**Records shown**
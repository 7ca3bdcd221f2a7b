//! Play a WAV file through the default output device.
//!
//! Usage: `cargo run --example play_wav -- <file.wav> [stop-after-ms]`

use anyhow::{Context, Result};
use std::time::{Duration, Instant};
use wavstream::{CpalSink, WavPlayer, WavPlayerConfig};

fn main() -> Result<()> {
    env_logger::Builder::from_default_env()
        .filter_level(log::LevelFilter::Info)
        .init();

    let args: Vec<String> = std::env::args().collect();
    let Some(file) = args.get(1) else {
        anyhow::bail!("usage: {} <file.wav> [stop-after-ms]", args[0]);
    };
    let stop_after = args
        .get(2)
        .map(|ms| ms.parse::<u64>().map(Duration::from_millis))
        .transpose()
        .context("stop-after must be a number of milliseconds")?;

    let config = WavPlayerConfig::new();
    let sink = CpalSink::new(&config).context("Failed to create output sink")?;
    let mut player = WavPlayer::new(sink, config)?;

    player
        .play(file)
        .with_context(|| format!("Failed to play {}", file))?;
    if let Some(header) = player.header() {
        println!(
            "{}: {} Hz, {} bit, {:?}, {:.2}s",
            file,
            header.sample_rate,
            header.bits_per_sample,
            header.channel_layout,
            header.duration().as_secs_f64()
        );
    }

    let started = Instant::now();
    let mut stop_requested = false;
    while player.is_playing() {
        if let Some(limit) = stop_after {
            if !stop_requested && started.elapsed() >= limit {
                println!("Stopping after {:?}", limit);
                player.stop();
                stop_requested = true;
            }
        }
        std::thread::sleep(Duration::from_millis(20));
    }

    println!("Finished after {:.2}s", started.elapsed().as_secs_f64());
    player.teardown()?;
    Ok(())
}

**Exercise description**
Would you copy out each record precisely as it stands?

**The answer**
repository 7ca3bdcd221f2a7b
//! Play a WAV file through the default output device.
//!
//! Usage: `cargo run --example play_wav -- <file.wav> [stop-after-ms]`

use anyhow::{Context, Result};
use std::time::{Duration, Instant};
use wavstream::{CpalSink, WavPlayer, WavPlayerConfig};

fn main() -> Result<()> {
    env_logger::Builder::from_default_env()
        .filter_level(log::LevelFilter::Info)
        .init();

    let args: Vec<String> = std::env::args().collect();
    let Some(file) = args.get(1) else {
        anyhow::bail!("usage: {} <file.wav> [stop-after-ms]", args[0]);
    };
    let stop_after = args
        .get(2)
        .map(|ms| ms.parse::<u64>().map(Duration::from_millis))
        .transpose()
        .context("stop-after must be a number of milliseconds")?;

    let config = WavPlayerConfig::new();
    let sink = CpalSink::new(&config).context("Failed to create output sink")?;
    let mut player = WavPlayer::new(sink, config)?;

    player
        .play(file)
        .with_context(|| format!("Failed to play {}", file))?;
    if let Some(header) = player.header() {
        println!(
            "{}: {} Hz, {} bit, {:?}, {:.2}s",
            file,
            header.sample_rate,
            header.bits_per_sample,
            header.channel_layout,
            header.duration().as_secs_f64()
        );
    }

    let started = Instant::now();
    let mut stop_requested = false;
    while player.is_playing() {
        if let Some(limit) = stop_after {
            if !stop_requested && started.elapsed() >= limit {
                println!("Stopping after {:?}", limit);
                player.stop();
                stop_requested = true;
            }
        }
        std::thread::sleep(Duration::from_millis(20));
    }

    println!("Finished after {:.2}s", started.elapsed().as_secs_f64());
    player.teardown()?;
    Ok(())
}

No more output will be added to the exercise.